Luke presents the words of Jesus to reassure his community facing persecution that if this happens to you because you are a disciple, the Spirit will make you eloquent as you give witness in court. God will protect you so that even if your body suffers, you will possess perfect calm ("not a hair on your head will be destroyed").

In times of social disruption and change, fear often sweeps through the population. Scapegoating of particular groups has long been a divide-and-conquer tool used to deflect criticism from official corruption and failed policies. The greatest scandal of war is just how quickly people turn on their neighbors and even family members to avoid threats to themselves.

These betrayals run deep and defy reason and reconciliation, yet the church survived and grew not just in spite of persecution but because of it.
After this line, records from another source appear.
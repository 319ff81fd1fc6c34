//! The rules that decide how a field gets its value.
//!
//! For each field, the rules in [`RULES`] are evaluated in order. The first
//! one that does not [`Skip`](Outcome::Skip) decides the field's outcome.

use crate::{
    run_operators, FieldDescriptor, Origin, Outcome, ResolutionContext,
};
use tracing::trace;

/// A strategy for resolving a field.
pub trait Rule {
    /// Names this rule in diagnostics.
    fn origin(&self) -> Origin;

    /// Tries to resolve a field. Returns [`Outcome::Skip`] if this rule does
    /// not apply to the field.
    fn evaluate(
        &self,
        field: &FieldDescriptor,
        context: &ResolutionContext<'_>,
    ) -> Outcome;
}

/// Fields that the target populates itself are marked as such.
#[derive(Clone, Copy, Debug, Default)]
pub struct ExcludedField;

impl ExcludedField {
    /// Names this rule in outcomes and errors.
    pub const ORIGIN: Origin = Origin::new("ExcludedField");
}

impl Rule for ExcludedField {
    fn origin(&self) -> Origin {
        ExcludedField::ORIGIN
    }

    fn evaluate(
        &self,
        field: &FieldDescriptor,
        _context: &ResolutionContext<'_>,
    ) -> Outcome {
        if field.participates_in_construction() {
            Outcome::Skip(ExcludedField::ORIGIN)
        } else {
            Outcome::Init(field.declared_type())
        }
    }
}

/// Values passed in props win over everything else. Props are checked before
/// system props.
#[derive(Clone, Copy, Debug, Default)]
pub struct ExplicitOverride;

impl ExplicitOverride {
    /// Names this rule in outcomes and errors.
    pub const ORIGIN: Origin = Origin::new("ExplicitOverride");
}

impl Rule for ExplicitOverride {
    fn origin(&self) -> Origin {
        ExplicitOverride::ORIGIN
    }

    fn evaluate(
        &self,
        field: &FieldDescriptor,
        context: &ResolutionContext<'_>,
    ) -> Outcome {
        let value = [context.props(), context.system_props()]
            .into_iter()
            .flatten()
            .find_map(|props| props.get(field.name()));

        match value {
            Some(value) => Outcome::Found(value.clone()),
            None => Outcome::Skip(ExplicitOverride::ORIGIN),
        }
    }
}

/// A field declared as the scope's own type receives the scope.
#[derive(Clone, Copy, Debug, Default)]
pub struct ScopeSelfRequest;

impl ScopeSelfRequest {
    /// Names this rule in outcomes and errors.
    pub const ORIGIN: Origin = Origin::new("ScopeSelfRequest");
}

impl Rule for ScopeSelfRequest {
    fn origin(&self) -> Origin {
        ScopeSelfRequest::ORIGIN
    }

    fn evaluate(
        &self,
        field: &FieldDescriptor,
        context: &ResolutionContext<'_>,
    ) -> Outcome {
        let handle = context.scope().handle();
        if field.declared_type() == handle.info() {
            Outcome::Found(handle)
        } else {
            Outcome::Skip(ScopeSelfRequest::ORIGIN)
        }
    }
}

/// Fields without an annotation are looked up in the scope by their declared
/// type. Structural types are never looked up.
#[derive(Clone, Copy, Debug, Default)]
pub struct PlainTypeLookup;

impl PlainTypeLookup {
    /// Names this rule in outcomes and errors.
    pub const ORIGIN: Origin = Origin::new("PlainTypeLookup");
}

impl Rule for PlainTypeLookup {
    fn origin(&self) -> Origin {
        PlainTypeLookup::ORIGIN
    }

    fn evaluate(
        &self,
        field: &FieldDescriptor,
        context: &ResolutionContext<'_>,
    ) -> Outcome {
        let declared_type = field.declared_type();
        if field.is_annotated() || declared_type.is_structural() {
            return Outcome::Skip(PlainTypeLookup::ORIGIN);
        }

        match context.lookup(&declared_type) {
            Some(provided) => match context.instantiate(provided) {
                Ok(value) => Outcome::Found(value),
                Err(error) => Outcome::nested(PlainTypeLookup::ORIGIN, error),
            },
            None => Outcome::not_found(
                PlainTypeLookup::ORIGIN,
                format!(
                    "No service '{}' found in container",
                    declared_type.short_name()
                ),
            ),
        }
    }
}

/// Annotated fields run their operator pipeline.
#[derive(Clone, Copy, Debug, Default)]
pub struct AnnotatedPipeline;

impl AnnotatedPipeline {
    /// Names this rule in outcomes and errors.
    pub const ORIGIN: Origin = Origin::new("AnnotatedPipeline");
}

impl Rule for AnnotatedPipeline {
    fn origin(&self) -> Origin {
        AnnotatedPipeline::ORIGIN
    }

    fn evaluate(
        &self,
        field: &FieldDescriptor,
        context: &ResolutionContext<'_>,
    ) -> Outcome {
        if !field.is_annotated() {
            return Outcome::Skip(AnnotatedPipeline::ORIGIN);
        }

        if field.operators().is_empty() {
            return Outcome::error(
                AnnotatedPipeline::ORIGIN,
                "Annotation has no operators",
            );
        }

        run_operators(field.operators(), context)
    }
}

/// Every rule, in evaluation order.
pub const RULES: [&dyn Rule; 5] = [
    &ExcludedField,
    &ExplicitOverride,
    &ScopeSelfRequest,
    &PlainTypeLookup,
    &AnnotatedPipeline,
];

/// Evaluates [`RULES`] in order against a field until one of them does not
/// skip. Returns that rule's origin along with its outcome. If every rule
/// skips, the last skip is returned.
#[must_use]
pub fn evaluate_rules(
    field: &FieldDescriptor,
    context: &ResolutionContext<'_>,
) -> (Origin, Outcome) {
    let mut last = (
        AnnotatedPipeline::ORIGIN,
        Outcome::Skip(AnnotatedPipeline::ORIGIN),
    );

    for rule in RULES.iter() {
        let outcome = rule.evaluate(field, context);
        trace!(
            field = field.name(),
            rule = rule.origin().name(),
            outcome = ?outcome.kind(),
            "evaluated rule"
        );

        if !outcome.is_skip() {
            return (rule.origin(), outcome);
        }

        last = (rule.origin(), outcome);
    }

    last
}
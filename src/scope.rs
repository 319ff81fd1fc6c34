use crate::{ServiceInfo, Target, Value};

/// What a scope has registered for a lookup key.
#[derive(Clone, Debug)]
pub enum Provided {
    /// A ready-made value, returned as-is.
    Instance(Value),
    /// A target that must be resolved and constructed on each lookup.
    Injectable(Target),
}

/// A lookup scope for services. Resolution only ever asks a scope for three
/// things: a registered service by type, the request context, and the scope
/// itself so that fields can ask for the scope they are injected from.
pub trait Scope {
    /// Gets whatever is registered for the given type.
    fn get(&self, key: &ServiceInfo) -> Option<Provided>;

    /// Gets the request context, if one was set.
    fn context(&self) -> Option<Value>;

    /// Gets the scope itself as a value. Fields whose declared type matches
    /// this value's type receive it directly.
    fn handle(&self) -> Value;
}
The courage of the martyrs revealed the power of their beliefs and helped define a generation of Christians determined not to give in to division and intimidation.

The cost of discipleship is invisible in easy times, yet this may mask accommodation and lack of commitment for many. We go along to get along with social norms that foster prejudice and injustice because it does not affect us. We avoid conflict by staying within our own group. The test of faith is whether we can be agents of transformation and reconciliation in difficult times.

We live in such times. This week’s Thanksgiving table may offer an important test of family unity after painful national elections. Can we pray together? Can love run deeper than political ideologies? This is the meaning of the Eucharist, our "Thanksgiving." In the Breaking of the Bread – the sign of the death of the Lord—can we rise up in love and forgiveness? If the seams of family unity can hold us together in a time of crisis, there is hope for a season of difficult but essential national healing to preserve the common good.